Very few media representatives take the issue seriously, the majority of the print and electronic media despite knowing about the depth of the issue, don’t seem ready to bring all those involved in the terrorist activities to light and anchors seem to be milking the strife of the nation simply to have something to discuss on the television. Except for a few members of the civil society who genuinely feel responsible and take to the streets, holding up placards, depicting demands and slogans in favour of the victims, they make speeches, chant slogans and express their genuine solidarity with the victims; however the majority don’t bother. In the meantime, political parties stick to their condemnation statements to express their solidarity with the victims’ families just to maintain their presence on the media.

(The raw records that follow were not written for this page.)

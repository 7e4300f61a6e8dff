use std::time::Duration;

use crate::invoke::DEFAULT_MAX_DEPTH;
use crate::raft::GroupId;

#[derive(Clone, Debug)]
pub struct GroupConfig {
    pub group: GroupId,
    pub node_id: u64,
    /// Initial voters, including this node
    pub peers: Vec<u64>,
    pub election_timeout_min: Duration,
    pub election_timeout_max: Duration,
    pub heartbeat_interval: Duration,
    pub rpc_timeout: Duration,
    pub proposal_timeout: Duration,
    pub max_log_entries_per_request: usize,
    pub max_program_depth: usize,
    pub apply_channel_capacity: usize,
}

impl Default for GroupConfig {
    fn default() -> Self {
        Self {
            group: GroupId::new("metastorage"),
            node_id: 1,
            peers: vec![1],
            election_timeout_min: Duration::from_millis(150),
            election_timeout_max: Duration::from_millis(300),
            heartbeat_interval: Duration::from_millis(50),
            rpc_timeout: Duration::from_millis(500),
            proposal_timeout: Duration::from_secs(5),
            max_log_entries_per_request: 100,
            max_program_depth: DEFAULT_MAX_DEPTH,
            apply_channel_capacity: 1024,
        }
    }
}

impl GroupConfig {
    pub fn new(group: GroupId, node_id: u64, peers: Vec<u64>) -> Self {
        Self {
            group,
            node_id,
            peers,
            ..Default::default()
        }
    }

    pub fn with_timeouts(
        mut self,
        election_min: Duration,
        election_max: Duration,
        heartbeat: Duration,
    ) -> Self {
        self.election_timeout_min = election_min;
        self.election_timeout_max = election_max;
        self.heartbeat_interval = heartbeat;
        self
    }

    pub fn with_proposal_timeout(mut self, timeout: Duration) -> Self {
        self.proposal_timeout = timeout;
        self
    }

    pub fn validate(&self) -> super::Result<()> {
        if self.election_timeout_min >= self.election_timeout_max {
            return Err(super::RaftError::ConfigError(
                "election_timeout_min must be less than election_timeout_max".to_string(),
            ));
        }

        if self.heartbeat_interval >= self.election_timeout_min {
            return Err(super::RaftError::ConfigError(
                "heartbeat_interval must be less than election_timeout_min".to_string(),
            ));
        }

        if self.max_log_entries_per_request == 0 {
            return Err(super::RaftError::ConfigError(
                "max_log_entries_per_request must be greater than 0".to_string(),
            ));
        }

        if self.apply_channel_capacity == 0 {
            return Err(super::RaftError::ConfigError(
                "apply_channel_capacity must be greater than 0".to_string(),
            ));
        }

        if !self.peers.contains(&self.node_id) {
            return Err(super::RaftError::ConfigError(format!(
                "initial peers must include node {}",
                self.node_id
            )));
        }

        Ok(())
    }
}
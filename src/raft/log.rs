use super::{RaftError, Result as RaftResult};
use serde::{Deserialize, Serialize};
use std::sync::atomic::{AtomicU64, Ordering};

const ENTRY_PREFIX: &[u8] = b"entry:";
const HARD_STATE_KEY: &[u8] = b"hard_state";
const SEED_KEY: &[u8] = b"seed_snapshot";

#[derive(Clone, Debug, PartialEq, Eq, Serialize, Deserialize)]
pub struct LogEntry {
    pub index: u64,
    pub term: u64,
    pub data: Vec<u8>,
    pub entry_type: EntryType,
}

#[derive(Clone, Copy, Debug, Serialize, Deserialize, PartialEq, Eq)]
pub enum EntryType {
    Normal,
    ConfigChange,
}

/// Term, vote and commit index, persisted so a restarted node neither votes twice
/// in a term nor forgets what it has already committed.
#[derive(Clone, Copy, Debug, Default, PartialEq, Eq, Serialize, Deserialize)]
pub struct HardState {
    pub term: u64,
    pub voted_for: Option<u64>,
    pub commit_index: u64,
}

fn entry_key(index: u64) -> Vec<u8> {
    let mut key = Vec::with_capacity(ENTRY_PREFIX.len() + 8);
    key.extend_from_slice(ENTRY_PREFIX);
    key.extend_from_slice(&index.to_be_bytes());
    key
}

/// Durable raft log on a sled tree.
///
/// Entry keys are big-endian indices under a common prefix, so the tree's ordering is
/// the log's ordering and the last entry is found without any separate metadata.
pub struct RaftLog {
    db: sled::Tree,
    last_index: AtomicU64,
    last_term: AtomicU64,
}

impl RaftLog {
    pub fn new(db: sled::Tree) -> RaftResult<Self> {
        let log = Self {
            db,
            last_index: AtomicU64::new(0),
            last_term: AtomicU64::new(0),
        };

        log.recover()?;
        Ok(log)
    }

    /// Opens a log in a temporary sled database. Used by tests and benches.
    pub fn temporary() -> RaftResult<Self> {
        let db = sled::Config::new()
            .temporary(true)
            .open()
            .map_err(|e| RaftError::LogError(format!("Open error: {}", e)))?;
        let tree = db
            .open_tree("raft_log")
            .map_err(|e| RaftError::LogError(format!("Open tree error: {}", e)))?;
        Self::new(tree)
    }

    fn recover(&self) -> RaftResult<()> {
        let last = self
            .db
            .scan_prefix(ENTRY_PREFIX)
            .next_back()
            .transpose()
            .map_err(|e| RaftError::LogError(format!("Scan error: {}", e)))?;

        if let Some((_, bytes)) = last {
            let entry = bincode::deserialize::<LogEntry>(&bytes)
                .map_err(|e| RaftError::LogError(format!("Deserialize error: {}", e)))?;
            self.last_index.store(entry.index, Ordering::Release);
            self.last_term.store(entry.term, Ordering::Release);
        }

        Ok(())
    }

    pub fn append(&self, entries: &[LogEntry]) -> RaftResult<()> {
        let last_entry = match entries.last() {
            Some(entry) => entry,
            None => return Ok(()),
        };

        let mut batch = sled::Batch::default();

        for entry in entries {
            let value = bincode::serialize(entry)
                .map_err(|e| RaftError::LogError(format!("Serialize error: {}", e)))?;
            batch.insert(entry_key(entry.index), value);
        }

        self.db
            .apply_batch(batch)
            .map_err(|e| RaftError::LogError(format!("Apply batch error: {}", e)))?;

        self.last_index.store(last_entry.index, Ordering::Release);
        self.last_term.store(last_entry.term, Ordering::Release);

        Ok(())
    }

    pub fn get(&self, index: u64) -> RaftResult<Option<LogEntry>> {
        if index == 0 {
            return Ok(None);
        }

        match self.db.get(entry_key(index)) {
            Ok(Some(bytes)) => {
                let entry = bincode::deserialize::<LogEntry>(&bytes)
                    .map_err(|e| RaftError::LogError(format!("Deserialize error: {}", e)))?;
                Ok(Some(entry))
            }
            Ok(None) => Ok(None),
            Err(e) => Err(RaftError::LogError(format!("Database error: {}", e))),
        }
    }

    /// Entries in `[start, end)`.
    pub fn get_range(&self, start: u64, end: u64) -> RaftResult<Vec<LogEntry>> {
        let last = self.last_index();
        let start = start.max(1);
        let end = end.min(last + 1);

        let mut entries = Vec::new();
        for index in start..end {
            match self.get(index)? {
                Some(entry) => entries.push(entry),
                None => break,
            }
        }

        Ok(entries)
    }

    /// Removes every entry after `index`.
    pub fn truncate_after(&self, index: u64) -> RaftResult<()> {
        let last = self.last_index();

        if index >= last {
            return Ok(());
        }

        let mut batch = sled::Batch::default();
        for i in (index + 1)..=last {
            batch.remove(entry_key(i));
        }

        self.db
            .apply_batch(batch)
            .map_err(|e| RaftError::LogError(format!("Apply batch error: {}", e)))?;

        let new_last_term = self.term_at(index)?.unwrap_or(0);
        self.last_index.store(index, Ordering::Release);
        self.last_term.store(new_last_term, Ordering::Release);

        Ok(())
    }

    pub fn last_index(&self) -> u64 {
        self.last_index.load(Ordering::Acquire)
    }

    pub fn last_term(&self) -> u64 {
        self.last_term.load(Ordering::Acquire)
    }

    pub fn term_at(&self, index: u64) -> RaftResult<Option<u64>> {
        if index == 0 {
            return Ok(Some(0));
        }

        Ok(self.get(index)?.map(|entry| entry.term))
    }

    pub fn has_entry(&self, index: u64, term: u64) -> bool {
        match self.term_at(index) {
            Ok(Some(t)) => t == term,
            _ => false,
        }
    }

    pub fn hard_state(&self) -> RaftResult<HardState> {
        match self.db.get(HARD_STATE_KEY) {
            Ok(Some(bytes)) => bincode::deserialize::<HardState>(&bytes)
                .map_err(|e| RaftError::LogError(format!("Deserialize error: {}", e))),
            Ok(None) => Ok(HardState::default()),
            Err(e) => Err(RaftError::LogError(format!("Database error: {}", e))),
        }
    }

    pub fn save_hard_state(&self, hard_state: &HardState) -> RaftResult<()> {
        let bytes = bincode::serialize(hard_state)
            .map_err(|e| RaftError::LogError(format!("Serialize error: {}", e)))?;
        self.db
            .insert(HARD_STATE_KEY, bytes)
            .map_err(|e| RaftError::LogError(format!("Database error: {}", e)))?;
        Ok(())
    }

    /// Store snapshot the group was created from; entry 1 applies on top of it.
    pub fn seed(&self) -> RaftResult<Option<Vec<u8>>> {
        self.db
            .get(SEED_KEY)
            .map(|bytes| bytes.map(|b| b.to_vec()))
            .map_err(|e| RaftError::LogError(format!("Database error: {}", e)))
    }

    pub fn save_seed(&self, snapshot: &[u8]) -> RaftResult<()> {
        self.db
            .insert(SEED_KEY, snapshot)
            .map_err(|e| RaftError::LogError(format!("Database error: {}", e)))?;
        self.db
            .flush()
            .map_err(|e| RaftError::LogError(format!("Flush error: {}", e)))?;
        Ok(())
    }

    pub async fn flush(&self) -> RaftResult<()> {
        self.db
            .flush_async()
            .await
            .map_err(|e| RaftError::LogError(format!("Flush error: {}", e)))?;
        Ok(())
    }
}
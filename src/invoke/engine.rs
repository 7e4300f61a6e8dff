//! Conditional multi-invoke engine.
//!
//! Evaluation is a pure function of the program and a read-only view of the store:
//! no side effects and no failure path, so every replica applying the same committed
//! entry computes the same batch. Everything that could make a program invalid is
//! rejected by [`ConditionalInvokeEngine::validate`] before the program is proposed.

use thiserror::Error;

use crate::invoke::{Condition, If, Operation, Statement};
use crate::storage::StoreView;

/// Default limit on `If` nesting, and on And/Or nesting within one condition.
pub const DEFAULT_MAX_DEPTH: usize = 64;

#[derive(Error, Debug, Clone, PartialEq, Eq)]
pub enum InvokeError {
    #[error("Malformed program: {0}")]
    Malformed(String),
}

/// Outcome of evaluating a program.
#[derive(Clone, Debug, Default, PartialEq, Eq)]
pub struct Evaluation {
    /// Branch taken at each level, `true` for success
    pub branch: Vec<bool>,

    /// Operations of the selected terminal, in program order
    pub operations: Vec<Operation>,

    /// Result tag of the selected terminal
    pub result: Vec<u8>,
}

#[derive(Clone, Copy, Debug)]
pub struct ConditionalInvokeEngine {
    max_depth: usize,
}

impl Default for ConditionalInvokeEngine {
    fn default() -> Self {
        Self::new(DEFAULT_MAX_DEPTH)
    }
}

impl ConditionalInvokeEngine {
    pub fn new(max_depth: usize) -> Self {
        Self { max_depth }
    }

    /// Rejects programs that could not be evaluated deterministically.
    pub fn validate(&self, program: &Statement) -> Result<(), InvokeError> {
        self.validate_statement(program, 0)
    }

    fn validate_statement(&self, statement: &Statement, depth: usize) -> Result<(), InvokeError> {
        match statement {
            Statement::Terminal(update) => {
                for (i, op) in update.operations.iter().enumerate() {
                    if op.key().is_empty() {
                        return Err(InvokeError::Malformed(format!(
                            "operation {} at depth {} has an empty key",
                            i, depth
                        )));
                    }
                }
                Ok(())
            }
            Statement::Nested(iif) => {
                if depth >= self.max_depth {
                    return Err(InvokeError::Malformed(format!(
                        "nesting exceeds the limit of {}",
                        self.max_depth
                    )));
                }
                validate_condition(&iif.condition, depth, self.max_depth)?;
                self.validate_statement(&iif.success, depth + 1)?;
                self.validate_statement(&iif.failure, depth + 1)
            }
        }
    }

    /// Selects the branch path for `program` against `view` and flattens it.
    pub fn evaluate<V: StoreView + ?Sized>(&self, program: &Statement, view: &V) -> Evaluation {
        let mut evaluation = Evaluation::default();
        let mut current = program;

        loop {
            match current {
                Statement::Terminal(update) => {
                    evaluation.operations.extend(update.operations.iter().cloned());
                    evaluation.result = update.result.clone();
                    return evaluation;
                }
                Statement::Nested(iif) => {
                    let If {
                        condition,
                        success,
                        failure,
                    } = iif.as_ref();
                    let taken = check(condition, view);
                    evaluation.branch.push(taken);
                    current = if taken { success } else { failure };
                }
            }
        }
    }
}

/// Checks keys and the And/Or nesting of `condition` without recursing, so an
/// oversized chain is rejected rather than exhausting the stack.
fn validate_condition(
    condition: &Condition,
    depth: usize,
    max_depth: usize,
) -> Result<(), InvokeError> {
    let mut pending = vec![(condition, 0usize)];

    while let Some((condition, nesting)) = pending.pop() {
        match condition {
            Condition::Exists(key)
            | Condition::NotExists(key)
            | Condition::Tombstone(key)
            | Condition::Revision { key, .. }
            | Condition::Value { key, .. } => {
                if key.is_empty() {
                    return Err(InvokeError::Malformed(format!(
                        "condition at depth {} targets an empty key",
                        depth
                    )));
                }
            }
            Condition::And(left, right) | Condition::Or(left, right) => {
                if nesting >= max_depth {
                    return Err(InvokeError::Malformed(format!(
                        "condition at depth {} nests more than {} levels",
                        depth, max_depth
                    )));
                }
                pending.push((right, nesting + 1));
                pending.push((left, nesting + 1));
            }
        }
    }

    Ok(())
}

/// Evaluates a single condition.
pub fn check<V: StoreView + ?Sized>(condition: &Condition, view: &V) -> bool {
    match condition {
        Condition::Exists(key) => view.latest(key).map_or(false, |e| !e.is_tombstone()),
        Condition::NotExists(key) => view.latest(key).map_or(true, |e| e.is_tombstone()),
        Condition::Tombstone(key) => view.latest(key).map_or(false, |e| e.is_tombstone()),
        Condition::Revision { key, op, revision } => {
            let actual = view.latest(key).map_or(0, |e| e.revision);
            op.compare(&actual, revision)
        }
        Condition::Value { key, op, value } => {
            match view.latest(key).and_then(|e| e.value()) {
                Some(actual) => op.compare(actual, value.as_slice()),
                None => false,
            }
        }
        Condition::And(left, right) => check(left, view) && check(right, view),
        Condition::Or(left, right) => check(left, view) || check(right, view),
    }
}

Human rights organisations’ strong words to the incumbent government seem genuinely to express their concern but what can they do except issue statements. Social media networks such as Facebook, YouTube and Twitter fill up with the shocking news and videos to make the elite class and world leaders know about the persecutions of the Hazaras in Pakistan but these measures seem impotent and inefficient towards a pragmatic solution.

After 12 years, over 1100 Hazaras have been brutally killed and over 3500 injured. Just within the last 40 days, over 200 Hazaras have been killed and over 300 injured.  Despite writing, reading and watching very closely their persecution in Pakistan, I’m not pessimist but just curious as to how long the international community will keep passively watching the Hazaras collect their dead bodies.